I’m all grown up now (she says, as she takes a sip of coffee). I’m over Cool Whip. I like the real stuff now. Real whipped cream is one of the easiest treats to make. Because it is real, it tastes absolutely amazing. Our bodies recognize it, so we don’t even have to be like “oh no, I’m eating so much fat, this is so bad for me.” On the contrary, our bodies don’t recognize and don’t know what to do with hydrogenated vegetable oil, high fructose corn syrup, sodium casienate, artificial flavor, xanthan and guar gums, polysorbate 60, sorbitan, monostearate, sodium polyphosphate.
Those are just some of the key ingredients in Cool Whip. Please don’t think it’s healthier. Or actual food. For the love of all things real, please whip cream.
How to Make Whipped Cream
- 2 cups heavy whipping cream
- 2 Tablespoons sugar or 10 drops liquid stevia
- ½ teaspoon vanilla extract (optional)
- Place ingredients in a high power blender. Whip on high speed for about 30 seconds or until cream has thickened. OR
- Put all ingredients into a large bowl.
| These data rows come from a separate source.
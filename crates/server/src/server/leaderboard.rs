//! Leaderboard ranking.

use crate::entity::{Player, PlayerId};
use crate::world::World;
use protocol::packets::LeaderboardEntry;
use std::collections::BTreeMap;

/// Rank living players by aggregate mass, heaviest first. Equal masses
/// are ordered by connection id so the order is total.
pub fn rank(players: &BTreeMap<PlayerId, Player>, world: &World, size: usize) -> Vec<LeaderboardEntry> {
    let mut entries: Vec<LeaderboardEntry> = players
        .values()
        .filter(|p| p.is_alive())
        .map(|p| LeaderboardEntry {
            id: p.id,
            name: p.name.clone(),
            mass: p.total_mass(world),
        })
        .collect();
    entries.sort_by(|a, b| b.mass.total_cmp(&a.mass).then(a.id.cmp(&b.id)));
    entries.truncate(size);
    entries
}

/// Decides when a freshly ranked board goes out.
#[derive(Debug)]
pub struct LeaderboardState {
    interval: u64,
    last_ids: Vec<PlayerId>,
    last_tick: Option<u64>,
}

impl LeaderboardState {
    pub fn new(interval: u64) -> Self {
        Self {
            interval: interval.max(1),
            last_ids: Vec::new(),
            last_tick: None,
        }
    }

    /// True when the interval has elapsed or the ranking order changed.
    pub fn should_broadcast(&mut self, entries: &[LeaderboardEntry], tick: u64) -> bool {
        let reordered = entries.len() != self.last_ids.len()
            || entries.iter().zip(&self.last_ids).any(|(e, &id)| e.id != id);
        let due = self
            .last_tick
            .is_none_or(|last| tick.saturating_sub(last) >= self.interval);
        if !(reordered || due) {
            return false;
        }
        self.last_ids = entries.iter().map(|e| e.id).collect();
        self.last_tick = Some(tick);
        true
    }
}

#[cfg(test)]
mod tests {
    use super::*;
    use crate::physics::MassCurve;
    use glam::Vec2;
    use tokio::time::Instant;

    fn add(players: &mut BTreeMap<PlayerId, Player>, world: &mut World, id: PlayerId, masses: &[f32]) {
        let mut player = Player::new(id, Instant::now(), Vec2::ZERO);
        player.name = format!("p{id}");
        for (i, &mass) in masses.iter().enumerate() {
            let cell = world.add_player_cell(id, Vec2::new(100.0 * (i + 1) as f32, 100.0), mass, 0);
            player.cells.push(cell);
        }
        players.insert(id, player);
    }

    #[test]
    fn test_rank_orders_by_mass_then_id() {
        let mut world = World::new(2000.0, 2000.0, MassCurve::default(), 100);
        let mut players = BTreeMap::new();
        add(&mut players, &mut world, 3, &[50.0]);
        add(&mut players, &mut world, 1, &[20.0, 30.0]);
        add(&mut players, &mut world, 2, &[80.0]);
        add(&mut players, &mut world, 4, &[]);

        let board = rank(&players, &world, 10);
        let ids: Vec<u32> = board.iter().map(|e| e.id).collect();
        assert_eq!(ids, vec![2, 1, 3]);
        assert!(board.windows(2).all(|w| w[0].mass >= w[1].mass));
        assert_eq!(board[1].mass, 50.0);

        assert_eq!(rank(&players, &world, 2).len(), 2);
    }

    #[test]
    fn test_broadcast_on_interval_or_reorder() {
        let entry = |id| LeaderboardEntry {
            id,
            name: String::new(),
            mass: 1.0,
        };
        let mut state = LeaderboardState::new(10);
        let board = vec![entry(1), entry(2)];
        assert!(state.should_broadcast(&board, 0));
        assert!(!state.should_broadcast(&board, 5));
        assert!(state.should_broadcast(&[entry(2), entry(1)], 6));
        assert!(!state.should_broadcast(&[entry(2), entry(1)], 15));
        assert!(state.should_broadcast(&[entry(2), entry(1)], 16));
    }
}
Whip with a hand mixer on high speed for 3-4 minutes or until cream thickens and forms stiff peaks.
Make it Ahead
I recommend making Whipped Cream one day in advance or the morning of a big holiday meal. Prepare as directed, cover, and place in a bowl with a lid in the refrigerator until serving time. DO NOT STIR this after it has been whipped or it may deflate and become liquidy.
My new favorite way to make whipped cream is to pour cream, stevia, and vanilla into my Blendtec. I turn it on and have whipped cream 15-30 seconds later. It is so easy. The Blendtec is amazing in many ways (because hello, whipped cream in seconds). But beware: leaving the cream to whip much longer will produce butter. This is not a problem (because hello, butter in minutes) unless you wanted whipped cream for your pie. Butter is not the same.
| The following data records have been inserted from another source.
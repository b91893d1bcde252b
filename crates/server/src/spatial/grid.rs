//! Spatial hash grid.
//!
//! Items are stored in a flat Vec with a HashMap index for O(1) lookup.
//! The grid buckets are rebuilt lazily before a query once an insert or
//! update has made them dirty. Removal never dirties the grid: stale ids
//! in a bucket are filtered out by the index lookup.

use fixedbitset::FixedBitSet;
use glam::Vec2;
use std::collections::HashMap;

/// Axis-aligned bounding box.
#[derive(Debug, Clone, Copy, Default, PartialEq)]
pub struct Bounds {
    pub min_x: f32,
    pub min_y: f32,
    pub max_x: f32,
    pub max_y: f32,
}

impl Bounds {
    pub fn new(min_x: f32, min_y: f32, max_x: f32, max_y: f32) -> Self {
        Self { min_x, min_y, max_x, max_y }
    }

    /// Square bounds around a centre.
    #[inline]
    pub fn from_center(center: Vec2, half: f32) -> Self {
        Self::from_half_extents(center, Vec2::splat(half))
    }

    #[inline]
    pub fn from_half_extents(center: Vec2, half: Vec2) -> Self {
        Self {
            min_x: center.x - half.x,
            min_y: center.y - half.y,
            max_x: center.x + half.x,
            max_y: center.y + half.y,
        }
    }

    /// Check if two bounds intersect. Touching edges count.
    #[inline]
    pub fn intersects(&self, other: &Bounds) -> bool {
        !(other.min_x > self.max_x
            || other.max_x < self.min_x
            || other.min_y > self.max_y
            || other.max_y < self.min_y)
    }

    #[inline]
    pub fn contains(&self, point: Vec2) -> bool {
        point.x >= self.min_x && point.x <= self.max_x && point.y >= self.min_y && point.y <= self.max_y
    }

    /// Nearest point inside the bounds.
    #[inline]
    pub fn clamp(&self, point: Vec2) -> Vec2 {
        Vec2::new(
            point.x.clamp(self.min_x, self.max_x),
            point.y.clamp(self.min_y, self.max_y),
        )
    }

    #[inline]
    pub fn width(&self) -> f32 {
        self.max_x - self.min_x
    }

    #[inline]
    pub fn height(&self) -> f32 {
        self.max_y - self.min_y
    }
}

#[derive(Debug, Clone, Copy)]
struct GridItem {
    id: u32,
    bound: Bounds,
}

/// Uniform grid index keyed by entity id.
pub struct SpatialGrid {
    items: Vec<GridItem>,
    id_to_index: HashMap<u32, usize>,
    bounds: Bounds,
    dirty: bool,
    buckets: Vec<Vec<u32>>,
    columns: usize,
    cell_w: f32,
    cell_h: f32,
    /// Slots already reported by the current query.
    seen: FixedBitSet,
}

impl SpatialGrid {
    /// Create a grid of `columns` x `columns` buckets covering `bounds`.
    pub fn new(bounds: Bounds, columns: usize) -> Self {
        let columns = columns.max(1);
        Self {
            items: Vec::with_capacity(1024),
            id_to_index: HashMap::with_capacity(1024),
            bounds,
            dirty: false,
            buckets: vec![Vec::new(); columns * columns],
            columns,
            cell_w: (bounds.width() / columns as f32).max(f32::MIN_POSITIVE),
            cell_h: (bounds.height() / columns as f32).max(f32::MIN_POSITIVE),
            seen: FixedBitSet::with_capacity(1024),
        }
    }

    /// Bucket column/row range covering `bound`, clamped to the grid.
    #[inline]
    fn span(&self, bound: &Bounds) -> (usize, usize, usize, usize) {
        let last = (self.columns - 1) as f32;
        let gx = |x: f32| ((x - self.bounds.min_x) / self.cell_w).floor().clamp(0.0, last) as usize;
        let gy = |y: f32| ((y - self.bounds.min_y) / self.cell_h).floor().clamp(0.0, last) as usize;
        (gx(bound.min_x), gx(bound.max_x), gy(bound.min_y), gy(bound.max_y))
    }

    /// Item bounds with the centre clamped into the world, so entities
    /// outside it stay indexed at the nearest edge.
    #[inline]
    fn item_bounds(&self, center: Vec2, radius: f32) -> Bounds {
        Bounds::from_center(self.bounds.clamp(center), radius.max(0.0))
    }

    /// Insert or replace an item.
    pub fn insert(&mut self, id: u32, center: Vec2, radius: f32) {
        let item = GridItem {
            id,
            bound: self.item_bounds(center, radius),
        };
        if let Some(&idx) = self.id_to_index.get(&id) {
            self.items[idx] = item;
        } else {
            self.id_to_index.insert(id, self.items.len());
            self.items.push(item);
        }
        self.dirty = true;
    }

    /// Remove an item. Unknown ids are ignored.
    pub fn remove(&mut self, id: u32) {
        if let Some(idx) = self.id_to_index.remove(&id) {
            self.items.swap_remove(idx);
            if idx < self.items.len() {
                let swapped_id = self.items[idx].id;
                self.id_to_index.insert(swapped_id, idx);
            }
        }
    }

    /// Move or resize an existing item.
    pub fn update(&mut self, id: u32, center: Vec2, radius: f32) {
        let bound = self.item_bounds(center, radius);
        if let Some(&idx) = self.id_to_index.get(&id) {
            self.items[idx].bound = bound;
            self.dirty = true;
        }
    }

    fn rebuild(&mut self) {
        if !self.dirty {
            return;
        }
        for bucket in &mut self.buckets {
            bucket.clear();
        }
        for i in 0..self.items.len() {
            let item = self.items[i];
            let (min_gx, max_gx, min_gy, max_gy) = self.span(&item.bound);
            for gy in min_gy..=max_gy {
                let row = gy * self.columns;
                for gx in min_gx..=max_gx {
                    self.buckets[row + gx].push(item.id);
                }
            }
        }
        self.dirty = false;
    }

    /// Ids of items whose bounds intersect `region`. Unordered; callers
    /// re-test exact geometry.
    pub fn query_region(&mut self, region: &Bounds) -> Vec<u32> {
        self.rebuild();
        let (min_gx, max_gx, min_gy, max_gy) = self.span(region);

        self.seen.clear();
        self.seen.grow(self.items.len());
        let mut result = Vec::with_capacity(32);

        for gy in min_gy..=max_gy {
            let row = gy * self.columns;
            for gx in min_gx..=max_gx {
                for &id in &self.buckets[row + gx] {
                    let Some(&idx) = self.id_to_index.get(&id) else {
                        continue;
                    };
                    if self.seen.put(idx) {
                        continue;
                    }
                    if self.items[idx].bound.intersects(region) {
                        result.push(id);
                    }
                }
            }
        }
        result
    }

    /// Ids of items whose bounds intersect the square around a circle.
    pub fn query_radius(&mut self, center: Vec2, radius: f32) -> Vec<u32> {
        self.query_region(&Bounds::from_center(center, radius))
    }

    #[inline]
    pub fn contains(&self, id: u32) -> bool {
        self.id_to_index.contains_key(&id)
    }

    #[inline]
    pub(crate) fn len(&self) -> usize {
        self.items.len()
    }

}

impl std::fmt::Debug for SpatialGrid {
    fn fmt(&self, f: &mut std::fmt::Formatter<'_>) -> std::fmt::Result {
        f.debug_struct("SpatialGrid")
            .field("items", &self.items.len())
            .field("bounds", &self.bounds)
            .field("columns", &self.columns)
            .finish()
    }
}

#[cfg(test)]
mod tests {
    use super::*;

    fn grid() -> SpatialGrid {
        SpatialGrid::new(Bounds::new(0.0, 0.0, 1000.0, 1000.0), 16)
    }

    #[test]
    fn test_bounds_intersects() {
        let a = Bounds::new(0.0, 0.0, 10.0, 10.0);
        let b = Bounds::new(5.0, 5.0, 15.0, 15.0);
        let c = Bounds::new(20.0, 20.0, 30.0, 30.0);
        assert!(a.intersects(&b));
        assert!(b.intersects(&a));
        assert!(!a.intersects(&c));
    }

    #[test]
    fn test_insert_and_query() {
        let mut g = grid();
        g.insert(1, Vec2::new(100.0, 100.0), 10.0);
        g.insert(2, Vec2::new(500.0, 500.0), 10.0);
        g.insert(3, Vec2::new(900.0, 100.0), 10.0);

        let found = g.query_radius(Vec2::new(100.0, 100.0), 20.0);
        assert_eq!(found, vec![1]);

        let mut all = g.query_region(&Bounds::new(0.0, 0.0, 1000.0, 1000.0));
        all.sort_unstable();
        assert_eq!(all, vec![1, 2, 3]);
    }

    #[test]
    fn test_large_item_reported_once() {
        let mut g = grid();
        g.insert(7, Vec2::new(500.0, 500.0), 300.0);
        let found = g.query_region(&Bounds::new(0.0, 0.0, 1000.0, 1000.0));
        assert_eq!(found, vec![7]);
    }

    #[test]
    fn test_remove_hides_item_without_rebuild() {
        let mut g = grid();
        g.insert(1, Vec2::new(100.0, 100.0), 10.0);
        g.insert(2, Vec2::new(110.0, 100.0), 10.0);
        assert_eq!(g.query_radius(Vec2::new(100.0, 100.0), 30.0).len(), 2);
        g.remove(1);
        assert_eq!(g.query_radius(Vec2::new(100.0, 100.0), 30.0), vec![2]);
        assert!(!g.contains(1));
        assert_eq!(g.len(), 1);
    }

    #[test]
    fn test_update_moves_item() {
        let mut g = grid();
        g.insert(1, Vec2::new(100.0, 100.0), 10.0);
        g.update(1, Vec2::new(800.0, 800.0), 10.0);
        assert!(g.query_radius(Vec2::new(100.0, 100.0), 20.0).is_empty());
        assert_eq!(g.query_radius(Vec2::new(800.0, 800.0), 20.0), vec![1]);
    }

    #[test]
    fn test_out_of_bounds_is_clamped_not_dropped() {
        let mut g = grid();
        g.insert(9, Vec2::new(-500.0, 2000.0), 5.0);
        assert!(g.contains(9));
        let found = g.query_radius(Vec2::new(0.0, 1000.0), 10.0);
        assert_eq!(found, vec![9]);
    }
}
How do you make Whipped Cream?
Here are the quick links to all the recipes we covered in this series:
- Make-Ahead Turkey
- Stuffing Muffins
- Cheesy Mashed Potatoes
- Oh Good Gravy
- Green Bean Casserole
- How to Make Frozen Pies
- Simple Whipped Sweet Potatoes
- How to make Whipped Cream
- Whole Wheat Stir-and-Pour Dinner Rolls
Have you been a Cool Whip lover like I was in the past? Funny how now I can’t even stomach thinking about it. Now that I know the real deal is so easy and delicious, I don’t even see a comparison. Mmmm, real food how I love you.
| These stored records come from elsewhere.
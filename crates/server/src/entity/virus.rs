//! Virus.

use super::cell::{Cell, CellData, CellKind};
use crate::physics::MassCurve;
use glam::Vec2;

/// A stationary hazard that splits large cells touching it.
#[derive(Debug, Clone)]
pub struct Virus {
    data: CellData,
}

impl Virus {
    pub(crate) fn new(id: u32, position: Vec2, mass: f32, curve: &MassCurve) -> Self {
        Self {
            data: CellData::new(id, CellKind::Virus, position, mass, curve),
        }
    }
}

impl Cell for Virus {
    fn data(&self) -> &CellData {
        &self.data
    }

    fn data_mut(&mut self) -> &mut CellData {
        &mut self.data
    }
}
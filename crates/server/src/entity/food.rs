//! Food pellet.

use super::cell::{Cell, CellData, CellKind};
use crate::physics::MassCurve;
use glam::Vec2;

/// A static pellet that stays put until eaten.
#[derive(Debug, Clone)]
pub struct Food {
    data: CellData,
}

impl Food {
    pub(crate) fn new(id: u32, position: Vec2, mass: f32, curve: &MassCurve) -> Self {
        Self {
            data: CellData::new(id, CellKind::Food, position, mass, curve),
        }
    }
}

impl Cell for Food {
    fn data(&self) -> &CellData {
        &self.data
    }

    fn data_mut(&mut self) -> &mut CellData {
        &mut self.data
    }
}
Simple Meals is here! It’s saving my brain (and many of yours too!). If you haven’t joined yet, now’s the time. Get all the details here!
I didn’t know you could make it ahead of time! I’ve always been so scared to make it more than 30 seconds before we eat it because I thought it would liquify. Thanks for the tip!
Yes I thought it would liquify also. I will be trying this for sure!!
This is one of those day of things for me…I’ve never considered making the entire batch ahead of time since by the second day it always has a layer of liquid under it….either way it is good! Love the real thing :)
Real whipped cream is the best. I love to make it with maple syrup in place of the sugar.
Melissa W says
I didn’t think to use the blender to make the whip cream but I will not forget the next time I make homemade whip cream. Thanks for the tip.
Now when I see Cool Whip I pass thinking of it as margarine almost! Gag. Real is sooooo much better.
This is great! Can I use a “regular” blender since I do not have a Blendtec? thx
I haven’t tried my regular blender to know if it works. I think it should work, but I’m assuming it will take longer than the 15-30 seconds it takes my Blendtec. Still, it will save time and effort!
Rhonda N says
I honestly never thought of using a blender to whip cream. Great idea!
I’m not a whipped cream fan myself but I might make this the next time we have a party!
This is easier than I thought, Thank You
Hmm, I have always used my beaters, but I’ll have to try it in the blender. This is great!
This is good information to know. Thank you.
Pam D says
I never thought about making it in my high-powered blender. I’ve definitely got to try that. I also didn’t know I could make it the day before. That’s a big help. Thanks so much for all your great tips.
Laura, have you ever tried making whipped cream in a jar? It is a little more work, but you don’t have to get out the blender, wash it, and put it away, so it is nice if you just need a small amount of whipped cream :) If you ever just want a small amount of whipped cream to top coffee or hot cocoa, just put the cream and sugar in a jar and shake it for about 10 min. You could even have your boys shake the cream up to remind them how people made whipped cream before electricity :)
Also, be sure to put a tight fitting lid on the jar before you shake it ;)
I had to try this in my Vitamix….amazing and delicious!! Thank you for sharing! Ps….we were so sorry to hear about the kitties????
Can’t wait to try this in my Blendtec!
My daughter just asked me yesterday how to make real whipped cream. She wants to make her brother’s birthday cake this year. I will share this recipe with her!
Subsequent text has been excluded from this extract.